*Activity*: Once you find the line with "if let Some(score)" in the data that follows, repeat it and every line after it exactly, through the line with "generic operation error".

(Stored data)
◇ ◇ ◇ ◇ ◇

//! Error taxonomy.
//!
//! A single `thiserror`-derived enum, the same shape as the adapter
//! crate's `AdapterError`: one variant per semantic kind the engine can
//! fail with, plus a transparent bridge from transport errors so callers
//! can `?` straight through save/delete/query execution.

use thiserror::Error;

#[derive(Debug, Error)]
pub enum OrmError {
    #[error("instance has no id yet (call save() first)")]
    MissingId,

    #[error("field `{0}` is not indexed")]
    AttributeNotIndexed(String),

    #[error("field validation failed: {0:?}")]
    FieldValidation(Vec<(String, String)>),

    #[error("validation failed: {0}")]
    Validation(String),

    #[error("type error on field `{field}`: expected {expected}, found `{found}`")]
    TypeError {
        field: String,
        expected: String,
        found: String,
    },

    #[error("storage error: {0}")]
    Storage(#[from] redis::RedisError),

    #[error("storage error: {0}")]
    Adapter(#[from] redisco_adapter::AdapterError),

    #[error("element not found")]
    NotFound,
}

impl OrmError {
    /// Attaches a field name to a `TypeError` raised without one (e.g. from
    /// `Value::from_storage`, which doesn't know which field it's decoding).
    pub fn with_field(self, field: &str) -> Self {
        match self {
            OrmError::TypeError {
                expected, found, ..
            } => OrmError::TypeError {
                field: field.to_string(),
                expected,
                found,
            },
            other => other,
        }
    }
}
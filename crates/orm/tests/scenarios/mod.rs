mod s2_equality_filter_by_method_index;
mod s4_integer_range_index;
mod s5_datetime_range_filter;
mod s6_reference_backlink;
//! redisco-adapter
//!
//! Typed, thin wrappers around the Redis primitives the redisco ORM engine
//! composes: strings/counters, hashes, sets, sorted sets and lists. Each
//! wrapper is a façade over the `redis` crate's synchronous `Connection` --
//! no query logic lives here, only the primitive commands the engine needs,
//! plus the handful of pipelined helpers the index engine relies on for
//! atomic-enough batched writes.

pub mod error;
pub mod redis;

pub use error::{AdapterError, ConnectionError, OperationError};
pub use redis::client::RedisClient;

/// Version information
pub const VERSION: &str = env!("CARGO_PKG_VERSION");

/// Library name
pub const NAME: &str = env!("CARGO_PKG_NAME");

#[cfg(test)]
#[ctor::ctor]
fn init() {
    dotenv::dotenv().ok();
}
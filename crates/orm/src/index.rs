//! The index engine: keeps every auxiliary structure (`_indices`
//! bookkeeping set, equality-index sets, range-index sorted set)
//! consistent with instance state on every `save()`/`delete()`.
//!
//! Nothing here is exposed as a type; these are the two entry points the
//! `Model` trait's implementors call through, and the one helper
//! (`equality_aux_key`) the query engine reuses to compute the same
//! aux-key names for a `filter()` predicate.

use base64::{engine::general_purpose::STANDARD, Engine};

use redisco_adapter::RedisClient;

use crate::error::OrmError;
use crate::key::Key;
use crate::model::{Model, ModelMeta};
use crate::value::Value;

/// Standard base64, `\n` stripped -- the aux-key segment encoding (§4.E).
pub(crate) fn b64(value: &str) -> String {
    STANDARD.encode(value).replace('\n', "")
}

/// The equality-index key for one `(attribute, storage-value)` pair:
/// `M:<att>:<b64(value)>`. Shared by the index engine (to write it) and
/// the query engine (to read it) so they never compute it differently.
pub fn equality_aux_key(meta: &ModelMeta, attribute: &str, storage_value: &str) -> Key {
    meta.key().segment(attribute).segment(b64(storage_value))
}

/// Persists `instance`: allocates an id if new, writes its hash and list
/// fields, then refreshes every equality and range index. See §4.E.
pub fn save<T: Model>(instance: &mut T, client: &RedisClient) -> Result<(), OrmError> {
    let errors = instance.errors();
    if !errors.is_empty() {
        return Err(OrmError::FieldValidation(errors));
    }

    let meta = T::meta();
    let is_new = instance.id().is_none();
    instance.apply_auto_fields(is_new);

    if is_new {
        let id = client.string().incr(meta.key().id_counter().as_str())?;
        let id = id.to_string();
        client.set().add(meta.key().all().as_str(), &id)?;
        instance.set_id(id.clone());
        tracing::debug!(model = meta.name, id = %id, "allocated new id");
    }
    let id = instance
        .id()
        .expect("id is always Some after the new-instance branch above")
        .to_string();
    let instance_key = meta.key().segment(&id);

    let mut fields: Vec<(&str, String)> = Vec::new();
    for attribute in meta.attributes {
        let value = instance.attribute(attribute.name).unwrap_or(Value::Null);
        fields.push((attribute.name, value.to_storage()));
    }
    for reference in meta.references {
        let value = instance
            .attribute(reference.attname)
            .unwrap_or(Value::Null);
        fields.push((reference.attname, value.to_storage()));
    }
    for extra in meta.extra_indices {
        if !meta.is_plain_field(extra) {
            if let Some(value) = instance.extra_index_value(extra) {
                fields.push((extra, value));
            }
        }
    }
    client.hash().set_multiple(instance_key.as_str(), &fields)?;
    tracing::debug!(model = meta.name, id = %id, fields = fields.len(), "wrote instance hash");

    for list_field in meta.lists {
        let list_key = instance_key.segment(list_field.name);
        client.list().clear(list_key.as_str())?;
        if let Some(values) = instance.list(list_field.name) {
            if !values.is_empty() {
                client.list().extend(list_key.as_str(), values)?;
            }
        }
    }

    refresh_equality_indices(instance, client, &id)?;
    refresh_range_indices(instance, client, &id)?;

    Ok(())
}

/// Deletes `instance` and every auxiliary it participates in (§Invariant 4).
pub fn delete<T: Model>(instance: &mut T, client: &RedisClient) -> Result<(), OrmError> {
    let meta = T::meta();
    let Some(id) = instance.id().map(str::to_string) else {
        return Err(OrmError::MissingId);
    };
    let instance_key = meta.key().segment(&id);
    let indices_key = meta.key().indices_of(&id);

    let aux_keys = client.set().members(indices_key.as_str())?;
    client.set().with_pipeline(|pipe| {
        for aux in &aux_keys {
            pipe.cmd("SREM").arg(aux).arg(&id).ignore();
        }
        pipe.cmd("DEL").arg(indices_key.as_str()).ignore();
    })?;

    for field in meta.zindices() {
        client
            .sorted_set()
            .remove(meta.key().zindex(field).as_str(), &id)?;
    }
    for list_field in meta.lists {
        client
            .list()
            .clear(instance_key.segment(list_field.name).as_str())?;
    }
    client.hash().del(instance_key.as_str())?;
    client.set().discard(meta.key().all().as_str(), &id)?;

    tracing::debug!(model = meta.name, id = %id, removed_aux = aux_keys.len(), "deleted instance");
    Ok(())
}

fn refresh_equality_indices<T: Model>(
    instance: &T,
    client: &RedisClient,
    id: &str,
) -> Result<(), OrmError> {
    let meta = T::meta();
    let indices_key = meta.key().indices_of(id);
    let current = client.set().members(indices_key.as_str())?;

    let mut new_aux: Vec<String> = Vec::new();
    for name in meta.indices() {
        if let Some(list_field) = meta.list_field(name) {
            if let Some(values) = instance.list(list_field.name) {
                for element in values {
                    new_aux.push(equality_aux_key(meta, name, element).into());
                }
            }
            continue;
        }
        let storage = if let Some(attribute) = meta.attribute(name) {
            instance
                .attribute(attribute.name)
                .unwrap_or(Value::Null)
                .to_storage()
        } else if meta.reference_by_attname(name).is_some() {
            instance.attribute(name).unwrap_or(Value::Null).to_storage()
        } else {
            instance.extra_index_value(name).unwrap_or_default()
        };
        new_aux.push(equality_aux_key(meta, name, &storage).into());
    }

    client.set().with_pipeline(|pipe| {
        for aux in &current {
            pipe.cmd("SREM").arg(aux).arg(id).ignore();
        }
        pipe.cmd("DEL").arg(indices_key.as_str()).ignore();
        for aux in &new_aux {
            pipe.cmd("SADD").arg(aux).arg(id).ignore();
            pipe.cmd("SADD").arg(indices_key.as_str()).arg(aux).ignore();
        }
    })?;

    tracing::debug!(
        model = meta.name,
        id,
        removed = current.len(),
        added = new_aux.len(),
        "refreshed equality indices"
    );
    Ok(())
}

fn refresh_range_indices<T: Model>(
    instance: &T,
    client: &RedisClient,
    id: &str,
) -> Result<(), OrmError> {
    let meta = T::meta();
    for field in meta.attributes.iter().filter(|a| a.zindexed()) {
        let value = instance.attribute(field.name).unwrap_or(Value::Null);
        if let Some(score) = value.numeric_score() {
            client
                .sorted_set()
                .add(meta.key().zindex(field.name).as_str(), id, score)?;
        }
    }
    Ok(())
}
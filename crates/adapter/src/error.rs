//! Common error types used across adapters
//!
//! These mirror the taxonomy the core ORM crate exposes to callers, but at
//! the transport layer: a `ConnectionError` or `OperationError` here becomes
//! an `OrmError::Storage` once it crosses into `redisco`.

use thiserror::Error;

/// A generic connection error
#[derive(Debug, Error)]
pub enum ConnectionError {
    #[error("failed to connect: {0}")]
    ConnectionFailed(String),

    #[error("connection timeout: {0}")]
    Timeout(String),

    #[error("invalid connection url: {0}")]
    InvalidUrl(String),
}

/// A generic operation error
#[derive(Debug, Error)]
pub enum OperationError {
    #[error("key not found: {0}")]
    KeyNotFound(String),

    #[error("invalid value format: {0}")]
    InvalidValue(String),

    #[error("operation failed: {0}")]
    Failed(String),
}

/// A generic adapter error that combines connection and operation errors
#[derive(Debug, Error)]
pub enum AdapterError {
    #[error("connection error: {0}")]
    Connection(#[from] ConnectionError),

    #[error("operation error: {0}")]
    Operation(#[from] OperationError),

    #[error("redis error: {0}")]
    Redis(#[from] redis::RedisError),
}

◇ ◇ ◇ ◇ ◇

*Exercise solution*:
        if let Some(score) = value.numeric_score() {
            client
                .sorted_set()
                .add(meta.key().zindex(field.name).as_str(), id, score)?;
        }
    }
    Ok(())
}
filename crates/adapter/src/error.rs
//! Common error types used across adapters
//!
//! These mirror the taxonomy the core ORM crate exposes to callers, but at
//! the transport layer: a `ConnectionError` or `OperationError` here becomes
//! an `OrmError::Storage` once it crosses into `redisco`.

use thiserror::Error;

/// A generic connection error
#[derive(Debug, Error)]
pub enum ConnectionError {
    #[error("failed to connect: {0}")]
    ConnectionFailed(String),

    #[error("connection timeout: {0}")]
    Timeout(String),

    #[error("invalid connection url: {0}")]
    InvalidUrl(String),
}

/// A generic operation error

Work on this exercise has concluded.